2

After testing about 10 billion times, if imm64 is 0.1 nanoseconds faster than m64 for AMD64, The m64 seems to be faster, but I don't really understand. Isn't the address of val_ptr in the following code an immediate value itself?

# Text section
.section __TEXT,__text,regular,pure_instructions
# 64-bit code
.code64
# Intel syntax
.intel_syntax noprefix
# Target macOS High Sierra
.macosx_version_min 10,13,0

# Make those two test functions global for the C measurer
.globl _test1
.globl _test2

# Test 1, imm64
_test1:
  # Move the immediate value 0xDEADBEEFFEEDFACE to RAX (return value)
  movabs rax, 0xDEADBEEFFEEDFACE
  ret
# Test 2, m64
_test2:
  # Move from the RAM (val_ptr) to RAX (return value)
  mov rax, qword ptr [rip + val_ptr]
  ret
# Data section
.section __DATA,__data
val_ptr:
  .quad 0xDEADBEEFFEEDFACE

The measurement code is:

#include <stdio.h>            // For printf
#include <stdlib.h>           // For EXIT_SUCCESS
#include <math.h>             // For fabs
#include <stdint.h>           // For uint64_t
#include <stddef.h>           // For size_t
#include <string.h>           // For memset
#include <mach/mach_time.h>   // For time stuff

#define FUNCTION_COUNT  2     // Number of functions to test
#define TEST_COUNT      0x10000000  // Number of times to test each function

// Type aliases
typedef uint64_t rettype_t;
typedef rettype_t(*function_t)();

// External test functions (defined in Assembly)
rettype_t test1();
rettype_t test2();

// Program entry point
int main() {

  // Time measurement stuff
  mach_timebase_info_data_t info;
  mach_timebase_info(&info);

  // Sums to divide by the test count to get average
  double sums[FUNCTION_COUNT];

  // Initialize sums to 0
  memset(&sums, 0, FUNCTION_COUNT * sizeof (double));

  // Functions to test
  function_t functions[FUNCTION_COUNT] = {test1, test2};

  // Useless results (should be 0xDEADBEEFFEEDFACE), but good to have
  rettype_t results[FUNCTION_COUNT];

  // Function loop, may get unrolled based on optimization level
  for (size_t test_fn = 0; test_fn < FUNCTION_COUNT; test_fn++) {
    // Test this MANY times
    for (size_t test_num = 0; test_num < TEST_COUNT; test_num++) {
      // Get the nanoseconds before the action
      double nanoseconds = mach_absolute_time();
      // Do the action
      results[test_fn] = functions[test_fn]();
      // Measure the time it took
      nanoseconds = mach_absolute_time() - nanoseconds;

      // Convert it to nanoseconds
      nanoseconds *= info.numer;
      nanoseconds /= info.denom;

      // Add the nanosecond count to the sum
      sums[test_fn] += nanoseconds;
    }
  }
  // Compute the average
  for (size_t i = 0; i < FUNCTION_COUNT; i++) {
    sums[i] /= TEST_COUNT;
  }

  if (FUNCTION_COUNT == 2) {
    // Print some fancy information
    printf("Test 1 took %f nanoseconds average.\n", sums[0]);
    printf("Test 2 took %f nanoseconds average.\n", sums[1]);
    printf("Test %d was faster, with %f nanoseconds difference\n", sums[0] < sums[1] ? 1 : 2, fabs(sums[0] - sums[1]));
  } else {
    // Else, just print something
    for (size_t fn_i = 0; fn_i < FUNCTION_COUNT; fn_i++) {
      printf("Test %zu took %f clock ticks average.\n", fn_i + 1, sums[fn_i]);
    }
  }

  // Everything went fine!
  return EXIT_SUCCESS;
}

So, which really is fastest, m64 or imm64?

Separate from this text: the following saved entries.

//! # skt-core
//!
//! Core types, ID prefixes, validation, and error types for SkillTrack.
//!
//! This crate provides the foundational types shared across all SkillTrack crates:
//! - Entity structs for all domain objects (programmes, beneficiaries, bundles, etc.)
//! - Status and type enums with their wire names
//! - ID prefix constants
//! - Request payloads with validation rules
//! - Pure impact-dashboard math (windows, medians, KPI percentages)
//! - API response shapes
//! - Audit `meta` payload types

pub mod audit_detail;
pub mod entities;
pub mod enums;
pub mod errors;
pub mod ids;
pub mod impact;
pub mod responses;
pub mod validation;
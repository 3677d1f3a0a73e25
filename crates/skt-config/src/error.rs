//! Configuration error types.

use thiserror::Error;

#[derive(Debug, Error)]
pub enum ConfigError {
    /// Figment extraction or merge error.
    #[error("Configuration error: {0}")]
    Figment(#[from] figment::Error),

    /// An explicitly requested config file does not exist.
    #[error("Configuration file not found: {path}")]
    MissingFile { path: String },

    /// A configuration field has an invalid value.
    #[error("Invalid configuration value for '{field}': {reason}")]
    InvalidValue { field: String, reason: String },
}
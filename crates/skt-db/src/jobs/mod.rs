//! Fire-and-forget background jobs.
//!
//! Handlers record a GENERATING bundle or PENDING export, respond, and hand
//! the id to one of the `spawn_*` helpers. Jobs never return errors: a
//! failure is written to the record's `error_message` and logged.

mod evidence;
mod export;

use std::sync::Arc;

use tokio::task::JoinHandle;

use crate::service::SktService;

/// Generate an evidence bundle on the runtime. Nothing needs to await the
/// handle; tests do.
pub fn spawn_evidence_bundle(svc: Arc<SktService>, bundle_id: String) -> JoinHandle<()> {
    tokio::spawn(async move {
        svc.generate_evidence_bundle(&bundle_id).await;
    })
}

/// Process an export job on the runtime.
pub fn spawn_export_job(svc: Arc<SktService>, job_id: String) -> JoinHandle<()> {
    tokio::spawn(async move {
        svc.process_export_job(&job_id).await;
    })
}
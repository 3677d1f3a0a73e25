use clap::{Args, Subcommand};

/// Top-level command tree.
#[derive(Clone, Debug, Subcommand)]
pub enum Commands {
    /// Serve the REST API.
    Serve(ServeArgs),
    /// Replace a programme's beneficiaries with sample learners.
    Seed(SeedArgs),
    /// List programmes.
    Programmes(ProgrammesArgs),
    /// Query the audit trail.
    Audit(AuditArgs),
    /// Print the JSON Schema of an entity type.
    Schema(SchemaArgs),
}

#[derive(Clone, Debug, Args)]
pub struct ServeArgs {
    /// Bind host (overrides server.host).
    #[arg(long)]
    pub host: Option<String>,

    /// Bind port (overrides server.port).
    #[arg(long)]
    pub port: Option<u16>,
}

#[derive(Clone, Debug, Args)]
pub struct SeedArgs {
    /// Programme to seed. Defaults to the oldest programme.
    #[arg(long)]
    pub programme: Option<String>,
}

#[derive(Clone, Debug, Args)]
pub struct ProgrammesArgs {
    /// Filter by status (DRAFT, ACTIVE, COMPLETED, CANCELLED).
    #[arg(long)]
    pub status: Option<String>,

    /// Filter by sponsor type (GOV, CSR).
    #[arg(long)]
    pub sponsor: Option<String>,
}

#[derive(Clone, Debug, Args)]
pub struct AuditArgs {
    /// Only events of this programme.
    #[arg(long)]
    pub programme: Option<String>,

    /// Only events with this action, e.g. ADD_BENEFICIARY.
    #[arg(long)]
    pub action: Option<String>,

    /// Max events to return.
    #[arg(short, long, default_value_t = 50)]
    pub limit: u32,
}

#[derive(Clone, Debug, Args)]
pub struct SchemaArgs {
    /// Entity type, e.g. programme, beneficiary, export-job.
    pub type_name: String,
}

By the way, I'm using Intel Core i7 Ivy Bridge and DDR3 RAM. I'm running macOS High Sierra.

EDIT: I inserted the ret instructions, and now imm64 turned out to be faster.

SpilledMango
  • 575
  • 7
  • 25
  • How exactly did you test? Your `_test1` doesn't return: it falls through into `_test2`. (which also falls through). Did you unroll at all? – Peter Cordes Sep 26 '17 at 18:53
  • You call `mach_absolute_time()` twice per call to the test function!?!?!???? It takes orders of magnitude longer, since it has to run at least a `RDTSC` instruction (21 uops, and throughput of one per 27c on IvB). Well you're probably not going to be bottlenecked on the front-end. – Peter Cordes Sep 27 '17 at 13:08
  • But how can I solve that? – SpilledMango Sep 27 '17 at 14:40
  • 1
    You really can't. Read Agner Fog's asm optimization guides to realize that measuring a single instruction by itself is nonsensical on modern x86. Or at least that the correct measurement has 3 dimensions: front-end cost in uops, latency (doesn't really apply for setting up constants), and which execution port resources it consumes). It's only sensible to time an entire loop which contains the instruction, and realize that the result depends on the details of the loop and doesn't tell you when any given instruction in it will be better or worse in a different loop. – Peter Cordes Sep 27 '17 at 15:38
  • Basically, your mental model of CPU performance is incorrect. You can't just measure a single instruction. You're having the same problem as https://stackoverflow.com/questions/46442178/how-is-it-possible-that-bitwise-and-operation-to-take-more-cpu-clocks-than-arith, except you're at least using asm instead of trying to time a `+` operator in C. But it's the same fundamental mistake: context matters, and **the fastest way to do something in one context might not be the best with different surrounding code.** See BeeonRope's comments on my answer. – Peter Cordes Sep 27 '17 at 15:42

1 Answers1

5

You don't show the actual loop you tested with, or say anything about how you measured time. Apparently you measured wall-clock time, not core clock cycles (with performance counters). So your sources of measurement noise include turbo / power-saving as well as sharing a physical core with another logical thread (on an i7).


On Intel IvyBridge:

movabs rax, 0xDEADBEEFFEEDFACE is an ALU instruction

  • Take 10 bytes of code-size (which might or might not matter depending on surrounding code).
  • Decodes to 1 uop for any ALU port (p0, p1, or p5). (max throughput = 3 per clock)
  • Takes 2 entries in the uop cache (because of the 64-bit immediate), and takes 2 cycles to read from the uop cache. (So running from the loop buffer is a significant advantage for front-end throughput, if that's the bottleneck in code containing this).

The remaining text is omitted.